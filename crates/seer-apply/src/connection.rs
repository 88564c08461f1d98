//! Connection to a deployed model session.
//!
//! The model's vocabulary and default settings are fetched once on connect
//! and stay fixed until the connection is dropped; reconnecting replaces them.

use std::time::Duration;

use seer_core::ids::ModelSessionId;
use seer_core::{KeepSet, Vocabulary};

use crate::collaborators::{InferenceClient, SessionInfo};
use crate::error::{ConnectionError, InferenceError};

#[derive(Debug)]
pub struct ModelConnection<C> {
    session_id: ModelSessionId,
    client: C,
    info: SessionInfo,
    vocabulary: Vocabulary,
    default_settings: serde_json::Value,
}

impl<C: InferenceClient> ModelConnection<C> {
    /// Probe the session (bounded by `timeout`) and load its vocabulary and
    /// default inference settings.
    pub async fn connect(
        client: C,
        session_id: ModelSessionId,
        timeout: Duration,
    ) -> Result<Self, ConnectionError> {
        let info = match tokio::time::timeout(timeout, client.session_info()).await {
            Ok(Ok(info)) => info,
            Ok(Err(source)) => return Err(ConnectionError::Unreachable { session_id, source }),
            Err(_) => {
                return Err(ConnectionError::Unreachable {
                    session_id,
                    source: InferenceError::Timeout(timeout),
                });
            }
        };

        let vocabulary = client
            .model_vocabulary()
            .await
            .map_err(|source| ConnectionError::Vocabulary { session_id, source })?;

        let default_settings = match client.default_settings().await {
            Ok(settings) if !is_blank(&settings) => settings,
            Ok(_) => {
                tracing::info!(session_id, "model doesn't support custom inference settings");
                serde_json::Value::Object(serde_json::Map::new())
            }
            Err(error) => {
                tracing::warn!(session_id, %error, "couldn't load default inference settings");
                serde_json::Value::Object(serde_json::Map::new())
            }
        };

        tracing::info!(
            session_id,
            model = %info.model_name,
            classes = vocabulary.classes.len(),
            tags = vocabulary.tags.len(),
            "connected to model session"
        );

        Ok(Self {
            session_id,
            client,
            info,
            vocabulary,
            default_settings,
        })
    }
}

impl<C> ModelConnection<C> {
    #[must_use]
    pub const fn session_id(&self) -> ModelSessionId {
        self.session_id
    }

    #[must_use]
    pub const fn client(&self) -> &C {
        &self.client
    }

    #[must_use]
    pub const fn info(&self) -> &SessionInfo {
        &self.info
    }

    #[must_use]
    pub const fn vocabulary(&self) -> &Vocabulary {
        &self.vocabulary
    }

    #[must_use]
    pub const fn default_settings(&self) -> &serde_json::Value {
        &self.default_settings
    }

    /// Every class and tag the model reports, the initial UI selection.
    #[must_use]
    pub fn default_selection(&self) -> KeepSet {
        self.vocabulary.keep_all()
    }

    /// Parse user-edited YAML settings, falling back to the model defaults
    /// when the text is blank or does not parse.
    #[must_use]
    pub fn settings_from_text(&self, text: &str) -> serde_json::Value {
        if text.trim().is_empty() {
            return self.default_settings.clone();
        }
        match serde_yaml::from_str::<serde_json::Value>(text) {
            Ok(settings) => settings,
            Err(error) => {
                tracing::warn!(
                    session_id = self.session_id,
                    %error,
                    "model inference launched without additional settings"
                );
                self.default_settings.clone()
            }
        }
    }

    /// Drop model state and hand the client back.
    pub fn disconnect(self) -> C {
        tracing::info!(session_id = self.session_id, "disconnected from model session");
        self.client
    }
}

fn is_blank(settings: &serde_json::Value) -> bool {
    match settings {
        serde_json::Value::Null => true,
        serde_json::Value::Object(map) => map.is_empty(),
        serde_json::Value::String(s) => s.trim().is_empty(),
        _ => false,
    }
}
***
[TASK GOAL] Reproduce the data. Keep it exact.

[RESPONSE TO THIS EXERCISE]
filename crates/seer-apply/src/connection.rs
repository 88564c08461f1d98
//! Connection to a deployed model session.
//!
//! The model's vocabulary and default settings are fetched once on connect
//! and stay fixed until the connection is dropped; reconnecting replaces them.

use std::time::Duration;

use seer_core::ids::ModelSessionId;
use seer_core::{KeepSet, Vocabulary};

use crate::collaborators::{InferenceClient, SessionInfo};
use crate::error::{ConnectionError, InferenceError};

#[derive(Debug)]
pub struct ModelConnection<C> {
    session_id: ModelSessionId,
    client: C,
    info: SessionInfo,
    vocabulary: Vocabulary,
    default_settings: serde_json::Value,
}

impl<C: InferenceClient> ModelConnection<C> {
    /// Probe the session (bounded by `timeout`) and load its vocabulary and
    /// default inference settings.
    pub async fn connect(
        client: C,
        session_id: ModelSessionId,
        timeout: Duration,
    ) -> Result<Self, ConnectionError> {
        let info = match tokio::time::timeout(timeout, client.session_info()).await {
            Ok(Ok(info)) => info,
            Ok(Err(source)) => return Err(ConnectionError::Unreachable { session_id, source }),
            Err(_) => {
                return Err(ConnectionError::Unreachable {
                    session_id,
                    source: InferenceError::Timeout(timeout),
                });
            }
        };

        let vocabulary = client
            .model_vocabulary()
            .await
            .map_err(|source| ConnectionError::Vocabulary { session_id, source })?;

        let default_settings = match client.default_settings().await {
            Ok(settings) if !is_blank(&settings) => settings,
            Ok(_) => {
                tracing::info!(session_id, "model doesn't support custom inference settings");
                serde_json::Value::Object(serde_json::Map::new())
            }
            Err(error) => {
                tracing::warn!(session_id, %error, "couldn't load default inference settings");
                serde_json::Value::Object(serde_json::Map::new())
            }
        };

        tracing::info!(
            session_id,
            model = %info.model_name,
            classes = vocabulary.classes.len(),
            tags = vocabulary.tags.len(),
            "connected to model session"
        );

        Ok(Self {
            session_id,
            client,
            info,
            vocabulary,
            default_settings,
        })
    }
}

impl<C> ModelConnection<C> {
    #[must_use]
    pub const fn session_id(&self) -> ModelSessionId {
        self.session_id
    }

    #[must_use]
    pub const fn client(&self) -> &C {
        &self.client
    }

    #[must_use]
    pub const fn info(&self) -> &SessionInfo {
        &self.info
    }

    #[must_use]
    pub const fn vocabulary(&self) -> &Vocabulary {
        &self.vocabulary
    }

    #[must_use]
    pub const fn default_settings(&self) -> &serde_json::Value {
        &self.default_settings
    }

    /// Every class and tag the model reports, the initial UI selection.
    #[must_use]
    pub fn default_selection(&self) -> KeepSet {
        self.vocabulary.keep_all()
    }

    /// Parse user-edited YAML settings, falling back to the model defaults
    /// when the text is blank or does not parse.
    #[must_use]
    pub fn settings_from_text(&self, text: &str) -> serde_json::Value {
        if text.trim().is_empty() {
            return self.default_settings.clone();
        }
        match serde_yaml::from_str::<serde_json::Value>(text) {
            Ok(settings) => settings,
            Err(error) => {
                tracing::warn!(
                    session_id = self.session_id,
                    %error,
                    "model inference launched without additional settings"
                );
                self.default_settings.clone()
            }
        }
    }

    /// Drop model state and hand the client back.
    pub fn disconnect(self) -> C {
        tracing::info!(session_id = self.session_id, "disconnected from model session");
        self.client
    }
}

fn is_blank(settings: &serde_json::Value) -> bool {
    match settings {
        serde_json::Value::Null => true,
        serde_json::Value::Object(map) => map.is_empty(),
        serde_json::Value::String(s) => s.trim().is_empty(),
        _ => false,
    }
}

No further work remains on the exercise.